Zion est une référence très courante dans le Reggae. Le terme est emprunté à la culture africaine. On l’emploie pour décrire une sphère spirituelle saine, un paradis, une sorte de Nirvana des sens : tout un idéal incarné dans la peau du toutou.

Zion n’écoute pas Little, qui veut absolument lui faire renifler son père. Julie en profite pour rappeler la généalogie du chien. Un des bâtard sorti du camion est son oncle, un autre son père, et le chien de Bitch est un cousin éloigné.

Une fois les retrouvailles consommées, Bitch, Julie, Little et ses chiens traversent le village pour retrouver leurs amis, les propriétaires du camion, qui sont calés au Baratin, le bar du village.

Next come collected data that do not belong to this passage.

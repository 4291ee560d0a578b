//! 执行时长估算
//!
//! 关闭任务的实际时长为 `completed_at - (greenfield - invocation_delta)`，
//! 失败任务的每次尝试按 `max_duration` 计入，以此惩罚不稳定的 Labourer。

use serde_json::Value;

use scheduler_core::{
    models::{fields, row_i64, ClosedTaskStatus, Comparison, Labourer, Query, Row},
    SchedulerResult,
};

use crate::task_manager::TaskManager;
use crate::task_store::FieldMap;

/// 根据历史任务计算平均时长，没有历史时返回 `max_duration`
pub fn average_duration(
    closed: &[Row],
    failed: &[Row],
    field_map: &FieldMap,
    invocation_delta: i64,
    max_duration: i64,
) -> i64 {
    let completed_at_field = field_map.resolve(fields::COMPLETED_AT);

    let mut total: i64 = 0;
    let mut count: i64 = 0;
    for task in closed {
        let completed_at = row_i64(task, completed_at_field);
        let greenfield = row_i64(task, field_map.greenfield());
        if let (Some(completed_at), Some(greenfield)) = (completed_at, greenfield) {
            total += completed_at - (greenfield - invocation_delta);
            count += 1;
        }
    }

    let failed_attempts: i64 = failed
        .iter()
        .map(|task| row_i64(task, field_map.attempts()).unwrap_or(0))
        .sum();
    total += failed_attempts * max_duration;
    count += failed_attempts;

    if count == 0 {
        return max_duration;
    }
    (total as f64 / count as f64).round_ties_even() as i64
}

impl TaskManager {
    fn closed_with_status_query(&self, labourer: &Labourer, status: ClosedTaskStatus) -> Query {
        let since = self.clock.now() - self.config.duration_history_seconds;
        Query::new()
            .where_eq(
                self.fields.resolve(fields::LABOURER_ID_TASK_STATUS),
                status.composite(&labourer.id),
            )
            .filter(
                self.fields.resolve(fields::CLOSED_AT),
                Comparison::Ge(Value::from(since)),
            )
    }

    /// 历史窗口内成功关闭的任务
    pub async fn get_closed_tasks_for_labourer(
        &self,
        labourer: &Labourer,
    ) -> SchedulerResult<Vec<Row>> {
        let query = self.closed_with_status_query(labourer, ClosedTaskStatus::Completed);
        self.store
            .query(&self.config.tables.closed_tasks, &query)
            .await
    }

    /// 历史窗口内失败归档的任务
    pub async fn get_failed_tasks_for_labourer(
        &self,
        labourer: &Labourer,
    ) -> SchedulerResult<Vec<Row>> {
        let query = self.closed_with_status_query(labourer, ClosedTaskStatus::Failed);
        self.store
            .query(&self.config.tables.closed_tasks, &query)
            .await
    }

    pub async fn get_average_labourer_duration(&self, labourer: &Labourer) -> SchedulerResult<i64> {
        let closed = self.get_closed_tasks_for_labourer(labourer).await?;
        let failed = self.get_failed_tasks_for_labourer(labourer).await?;

        Ok(average_duration(
            &closed,
            &failed,
            &self.fields,
            self.config.greenfield_invocation_delta,
            labourer.max_duration,
        ))
    }

    pub fn get_max_labourer_duration(&self, labourer: &Labourer) -> i64 {
        labourer.max_duration
    }
}

#[cfg(test)]
mod tests {
    use super::*;
    use serde_json::json;
    use std::collections::HashMap;

    const DELTA: i64 = 31_557_600;

    fn row(value: Value) -> Row {
        value.as_object().cloned().unwrap()
    }

    fn closed_task(started: i64, completed: i64) -> Row {
        row(json!({"greenfield": started + DELTA, "completed_at": completed}))
    }

    #[test]
    fn test_average_duration_mixed_history() {
        let fields = FieldMap::default();
        let closed = vec![
            closed_task(1000, 1500),
            closed_task(2000, 2300),
            closed_task(3000, 3300),
        ];
        let failed = vec![
            row(json!({"attempts": 3})),
            row(json!({"attempts": 4})),
            row(json!({"attempts": 3})),
        ];

        // (500 + 300 + 300 + 10 * 900) / 13
        assert_eq!(average_duration(&closed, &failed, &fields, DELTA, 900), 777);
    }

    #[test]
    fn test_average_duration_without_history() {
        let fields = FieldMap::default();
        assert_eq!(average_duration(&[], &[], &fields, DELTA, 900), 900);
    }

    #[test]
    fn test_average_duration_only_closed() {
        let fields = FieldMap::default();
        let closed = vec![closed_task(0, 100), closed_task(0, 200)];
        assert_eq!(average_duration(&closed, &[], &fields, DELTA, 900), 150);
    }

    #[test]
    fn test_average_duration_uses_field_names() {
        let mut mapping = HashMap::new();
        mapping.insert("completed_at".to_string(), "done".to_string());
        let fields = FieldMap::new(&mapping);
        let closed = vec![row(json!({"greenfield": DELTA, "done": 60}))];

        assert_eq!(average_duration(&closed, &[], &fields, DELTA, 900), 60);
    }
}
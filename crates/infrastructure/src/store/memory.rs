use std::collections::{BTreeMap, HashMap};
use std::sync::Arc;

use async_trait::async_trait;
use tokio::sync::RwLock;
use tracing::debug;

use scheduler_core::{
    models::{ConditionalWrite, Query, Row, UpdateRequest},
    traits::TableStore,
    SchedulerResult,
};

use super::row_key;

/// 内存表存储
///
/// 条件更新在写锁内完成检查与写入，因此对同一进程内的
/// 多个任务管理器同样是原子的。克隆共享同一份数据。
#[derive(Debug, Clone)]
pub struct InMemoryTableStore {
    hash_key: String,
    tables: Arc<RwLock<HashMap<String, BTreeMap<String, Row>>>>,
}

impl InMemoryTableStore {
    pub fn new(hash_key: impl Into<String>) -> Self {
        Self {
            hash_key: hash_key.into(),
            tables: Arc::new(RwLock::new(HashMap::new())),
        }
    }

    /// 表中全部行（按主键排序）
    pub async fn rows(&self, table: &str) -> Vec<Row> {
        self.tables
            .read()
            .await
            .get(table)
            .map(|rows| rows.values().cloned().collect())
            .unwrap_or_default()
    }

    pub async fn row_count(&self, table: &str) -> usize {
        self.tables
            .read()
            .await
            .get(table)
            .map(BTreeMap::len)
            .unwrap_or(0)
    }
}

#[async_trait]
impl TableStore for InMemoryTableStore {
    async fn put(&self, table: &str, row: &Row) -> SchedulerResult<()> {
        let key = row_key(row, &self.hash_key)?;
        self.tables
            .write()
            .await
            .entry(table.to_string())
            .or_default()
            .insert(key, row.clone());
        Ok(())
    }

    async fn update(
        &self,
        table: &str,
        request: &UpdateRequest,
    ) -> SchedulerResult<ConditionalWrite> {
        let key = row_key(&request.key, &self.hash_key)?;
        let mut tables = self.tables.write().await;
        let rows = tables.entry(table.to_string()).or_default();

        let current = rows.get(&key);
        if !request.preconditions_hold(current) {
            debug!("表 {} 中 {} 的前置条件不满足", table, key);
            return Ok(ConditionalWrite::PreconditionFailed);
        }

        let updated = request.apply(current.cloned());
        rows.insert(key, updated);
        Ok(ConditionalWrite::Applied)
    }

    async fn delete(&self, table: &str, key: &Row) -> SchedulerResult<()> {
        let key = row_key(key, &self.hash_key)?;
        if let Some(rows) = self.tables.write().await.get_mut(table) {
            rows.remove(&key);
        }
        Ok(())
    }

    async fn query(&self, table: &str, query: &Query) -> SchedulerResult<Vec<Row>> {
        let tables = self.tables.read().await;
        let rows = tables
            .get(table)
            .map(|rows| query.apply(rows.values().cloned()))
            .unwrap_or_default();
        Ok(rows)
    }

    async fn count(&self, table: &str, query: &Query) -> SchedulerResult<u64> {
        let tables = self.tables.read().await;
        let count = tables
            .get(table)
            .map(|rows| rows.values().filter(|row| query.matches(row)).count())
            .unwrap_or(0);
        Ok(count as u64)
    }
}
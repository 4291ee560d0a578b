//! Greenfield 虚拟时钟
//!
//! 每个 Labourer 的任务按 greenfield 排序，不需要集中加锁：
//!
//! - 排队中: `greenfield < start`
//! - 运行中: `greenfield >= expired`
//! - 已过期（已调用但未关闭且超时）: `start <= greenfield < expired`
//!
//! 已完成（带 `completed_at`）但尚未归档的任务不计入运行中与已过期。

use serde_json::Value;

use scheduler_core::{
    models::{fields, row_i64, Comparison, Labourer, Query, Row, SortOrder},
    SchedulerError, SchedulerResult,
};

use crate::task_manager::TaskManager;

/// 某一时刻的队列分区边界
#[derive(Debug, Clone, Copy, PartialEq, Eq)]
pub struct GreenfieldWindow {
    pub start: i64,
    pub invoked: i64,
    pub expired: i64,
}

impl GreenfieldWindow {
    /// 根据当前时间计算窗口
    pub fn compute(now: i64, invocation_delta: i64, labourer: &Labourer) -> Self {
        let invoked = now + invocation_delta;
        Self {
            start: now,
            invoked,
            expired: invoked - labourer.duration - labourer.cooldown,
        }
    }

    /// 已注册的 Labourer 使用注册时的窗口
    pub fn of_registered(labourer: &Labourer) -> Option<Self> {
        labourer.cycle().map(|c| Self {
            start: c.start,
            invoked: c.invoked,
            expired: c.expired,
        })
    }

    pub fn is_queued(&self, greenfield: i64) -> bool {
        greenfield < self.start
    }

    pub fn is_running(&self, greenfield: i64) -> bool {
        greenfield >= self.expired
    }

    pub fn is_expired(&self, greenfield: i64) -> bool {
        self.start <= greenfield && greenfield < self.expired
    }
}

impl TaskManager {
    /// 未注册时排队边界退化为当前时间
    fn queue_start(&self, labourer: &Labourer) -> i64 {
        labourer.start().unwrap_or_else(|| self.clock.now())
    }

    fn registered_window(&self, labourer: &Labourer) -> SchedulerResult<GreenfieldWindow> {
        GreenfieldWindow::of_registered(labourer).ok_or_else(|| {
            SchedulerError::LabourerNotRegistered {
                id: labourer.id.clone(),
            }
        })
    }

    /// 未注册时按当前时间计算窗口，供健康评估使用
    pub(crate) fn window_for(&self, labourer: &Labourer) -> GreenfieldWindow {
        GreenfieldWindow::of_registered(labourer).unwrap_or_else(|| {
            GreenfieldWindow::compute(
                self.clock.now(),
                self.config.greenfield_invocation_delta,
                labourer,
            )
        })
    }

    fn labourer_query(&self, labourer: &Labourer) -> Query {
        Query::new().where_eq(self.fields.labourer_id(), labourer.id.clone())
    }

    fn queued_query(&self, labourer: &Labourer) -> Query {
        self.labourer_query(labourer).filter(
            self.fields.greenfield(),
            Comparison::Lt(Value::from(self.queue_start(labourer))),
        )
    }

    fn open_query(&self, labourer: &Labourer) -> Query {
        self.labourer_query(labourer).filter(
            self.fields.resolve(fields::COMPLETED_AT),
            Comparison::NotExists,
        )
    }

    fn running_query(&self, window: GreenfieldWindow, labourer: &Labourer) -> Query {
        self.open_query(labourer).filter(
            self.fields.greenfield(),
            Comparison::Ge(Value::from(window.expired)),
        )
    }

    async fn edge_greenfield(&self, labourer: &Labourer, order: SortOrder) -> SchedulerResult<i64> {
        let query = self
            .queued_query(labourer)
            .sort_by(self.fields.greenfield(), order)
            .max_items(1);
        let rows = self.store.query(&self.config.tables.tasks, &query).await?;

        Ok(rows
            .first()
            .and_then(|row| row_i64(row, self.fields.greenfield()))
            .unwrap_or(self.config.greenfield_task_step))
    }

    /// 排队任务中最小的 greenfield，没有排队任务时返回步长
    pub async fn get_oldest_greenfield_for_labourer(
        &self,
        labourer: &Labourer,
    ) -> SchedulerResult<i64> {
        self.edge_greenfield(labourer, SortOrder::Ascending).await
    }

    /// 排队任务中最大的 greenfield，没有排队任务时返回步长
    pub async fn get_newest_greenfield_for_labourer(
        &self,
        labourer: &Labourer,
    ) -> SchedulerResult<i64> {
        self.edge_greenfield(labourer, SortOrder::Descending).await
    }

    /// 按 greenfield 升序取出下一批排队任务
    pub async fn get_next_for_labourer(
        &self,
        labourer: &Labourer,
        count: usize,
    ) -> SchedulerResult<Vec<Row>> {
        let query = self
            .queued_query(labourer)
            .sort_by(self.fields.greenfield(), SortOrder::Ascending)
            .max_items(count);
        let mut rows = self.store.query(&self.config.tables.tasks, &query).await?;
        rows.truncate(count);
        Ok(rows)
    }

    pub async fn get_length_of_queue_for_labourer(
        &self,
        labourer: &Labourer,
    ) -> SchedulerResult<u64> {
        self.store
            .count(&self.config.tables.tasks, &self.queued_query(labourer))
            .await
    }

    /// 只查询数量，不读取任务内容
    pub async fn get_count_of_running_tasks_for_labourer(
        &self,
        labourer: &Labourer,
    ) -> SchedulerResult<u64> {
        let window = self.registered_window(labourer)?;
        self.store
            .count(&self.config.tables.tasks, &self.running_query(window, labourer))
            .await
    }

    pub async fn get_running_tasks_for_labourer(
        &self,
        labourer: &Labourer,
    ) -> SchedulerResult<Vec<Row>> {
        let window = self.registered_window(labourer)?;
        self.store
            .query(&self.config.tables.tasks, &self.running_query(window, labourer))
            .await
    }

    /// 已调用、未关闭且超过预期时长的任务
    pub async fn get_expired_tasks_for_labourer(
        &self,
        labourer: &Labourer,
    ) -> SchedulerResult<Vec<Row>> {
        let window = self.registered_window(labourer)?;
        let query = self
            .open_query(labourer)
            .filter(
                self.fields.greenfield(),
                Comparison::Ge(Value::from(window.start)),
            )
            .filter(
                self.fields.greenfield(),
                Comparison::Lt(Value::from(window.expired)),
            )
            .sort_by(self.fields.greenfield(), SortOrder::Ascending);

        self.store.query(&self.config.tables.tasks, &query).await
    }

    /// 已标记完成、仍留在活动表中等待归档的任务
    pub async fn get_completed_tasks_for_labourer(
        &self,
        labourer: &Labourer,
    ) -> SchedulerResult<Vec<Row>> {
        let query = self
            .labourer_query(labourer)
            .filter(self.fields.resolve(fields::COMPLETED_AT), Comparison::Exists);
        self.store.query(&self.config.tables.tasks, &query).await
    }

    /// 健康评估使用的运行中任务数，未注册时按当前时间计算窗口
    pub(crate) async fn count_running_in_window(
        &self,
        labourer: &Labourer,
    ) -> SchedulerResult<u64> {
        let window = self.window_for(labourer);
        self.store
            .count(&self.config.tables.tasks, &self.running_query(window, labourer))
            .await
    }
}

#[cfg(test)]
mod tests {
    use super::*;
    use scheduler_core::models::LabourerCycle;

    #[test]
    fn test_window_partitions() {
        let mut labourer = Labourer::new("some_function", "arn");
        labourer.duration = 300;
        labourer.cooldown = 60;

        let window = GreenfieldWindow::compute(1_000, 10_000, &labourer);
        assert_eq!(window.invoked, 11_000);
        assert_eq!(window.expired, 11_000 - 360);

        assert!(window.is_queued(999));
        assert!(!window.is_queued(1_000));
        assert!(window.is_expired(1_000));
        assert!(window.is_expired(window.expired - 1));
        assert!(window.is_running(window.expired));
        assert!(window.is_running(window.invoked));
    }

    #[test]
    fn test_partitions_are_disjoint() {
        let labourer = Labourer::new("some_function", "arn");
        let window = GreenfieldWindow::compute(5_000, 31_557_600, &labourer);

        for greenfield in [0, 4_999, 5_000, window.expired - 1, window.expired, window.invoked] {
            let hits = [
                window.is_queued(greenfield),
                window.is_running(greenfield),
                window.is_expired(greenfield),
            ]
            .iter()
            .filter(|hit| **hit)
            .count();
            assert_eq!(hits, 1, "greenfield {greenfield}");
        }
    }

    #[test]
    fn test_registered_window() {
        let labourer = Labourer::new("some_function", "arn").with_cycle(LabourerCycle {
            start: 10,
            invoked: 110,
            expired: 50,
            health: 4,
            max_attempts: 3,
        });
        let window = GreenfieldWindow::of_registered(&labourer).unwrap();
        assert_eq!(window.start, 10);
        assert_eq!(window.expired, 50);

        assert!(GreenfieldWindow::of_registered(&Labourer::new("x", "arn")).is_none());
    }
}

Bitch et Little étaient déjà souls à leur descente de train et la fête continue à coups de demis. Un de leurs amis est surnommé Nietzsche. Il tombe à plusieurs reprises sur le sol, raide comme un mort, la tête la première. On finit par l’asseoir contre un mur. Guest Society, un groupe de dub aquitain, joue à l’intérieur du bar. La musique lancinante accompagne la soirée.  Une autre fille de la bande échange des injures et quelques coups de boule avec son petit ami. Nous sommes dépités. Bitch et Little ne désouleront pas du Week-end. Après avoir fait quelques plans du groupe de musique, nous arrêtons de filmer.

Zoltan (le chef opérateur), Bitch et Nietzsche chez un ami de Little à Parthenay

Bitch et Nietzsche ont fini la vodka pour célébrer Zion


Bitch et Nietzsche s’endorment

Le lendemain Bitch et Julie passent la journée ensemble, enfermés dans leur camion. Il fait très froid. Bitch ne sort que pour aller chercher un Grec dans le village. Nous filmons Parthenay. C’est une ville médiévale qui fut un des chemin secondaire du pèlerinage de Saint-Jacques-de-Compostelle. L’architecture est magnifique, mais la ville est vide. Au 19ème siècle, l’économie était dominé par le textile, la tannerie et le commerce des bestiaux, mais aujourd’hui les commerces sont abandonnés, la population vieillissante et nous avons l’impression de filmer un musée vide. Les amis de Bitch se retrouvent là entre deux saisons agricoles. Ils viennent de finir les vendanges dans le bordelais et l’un d’entre eux loue un appartement à pas cher dans le centre historique. Nous filmons les remparts  et les oiseaux qui piaillent dans les arbres puis nous rejoignons Little qui a dormi au centre ville avec ses amis. J’insiste pour qu’il sorte avec ses chiens et nous le filmons dans les rues du village. Les quelques badauds en promenade du dimanche s’écartent sur son passage. Il est encore soul au réveil, mais se prête au jeu. Little s’enfonce dans le dédale des rues, ses vêtements sont plein de boue et décolorés. Il appelle Zion, qui coure devant et le perd. Nous filmons l’errance.

Dans l’après-midi, je veux faire une interview sur les chiens. Bitch explique que son chien lui permet de réguler son emploi du temps. Nourrir l’animal, lui donner à boire, l’oblige à se tenir à des horaires, même dans les moments de défonce. L’interview tourne rapidement au vinaigre parce que Julie râle. Il faut sortir le chien de Bitch  pour qu’il pisse et c’est plus important que l’interview selon elle. La tension monte. Nous la filmons qui promène le chien de Bitch, mais nous arrêtons rapidement. Elle est en colère et ne voit pas l’intérêt de cette séquence. La journée se termine sur les remparts de Parthenay. Bitch et Little enchaînent les « glissettes », des petits shots de vodka mélangés à du sirop de menthe. La zone l’hiver c’est ça : des squats en appartement, des rêves noyés dans l’alcool, le froid qui prend les chairs et ne donne plus envie d’ôter ses vêtements pour se laver. Un grand écart se creuse entre le discoursde Bitch l’été, plein d’un idéal fantasmé de la route et ce que nous avons filmé : des hommes qui courent après leurs chiens.

Notre camion, garé sur la place de l’église de Parthenay.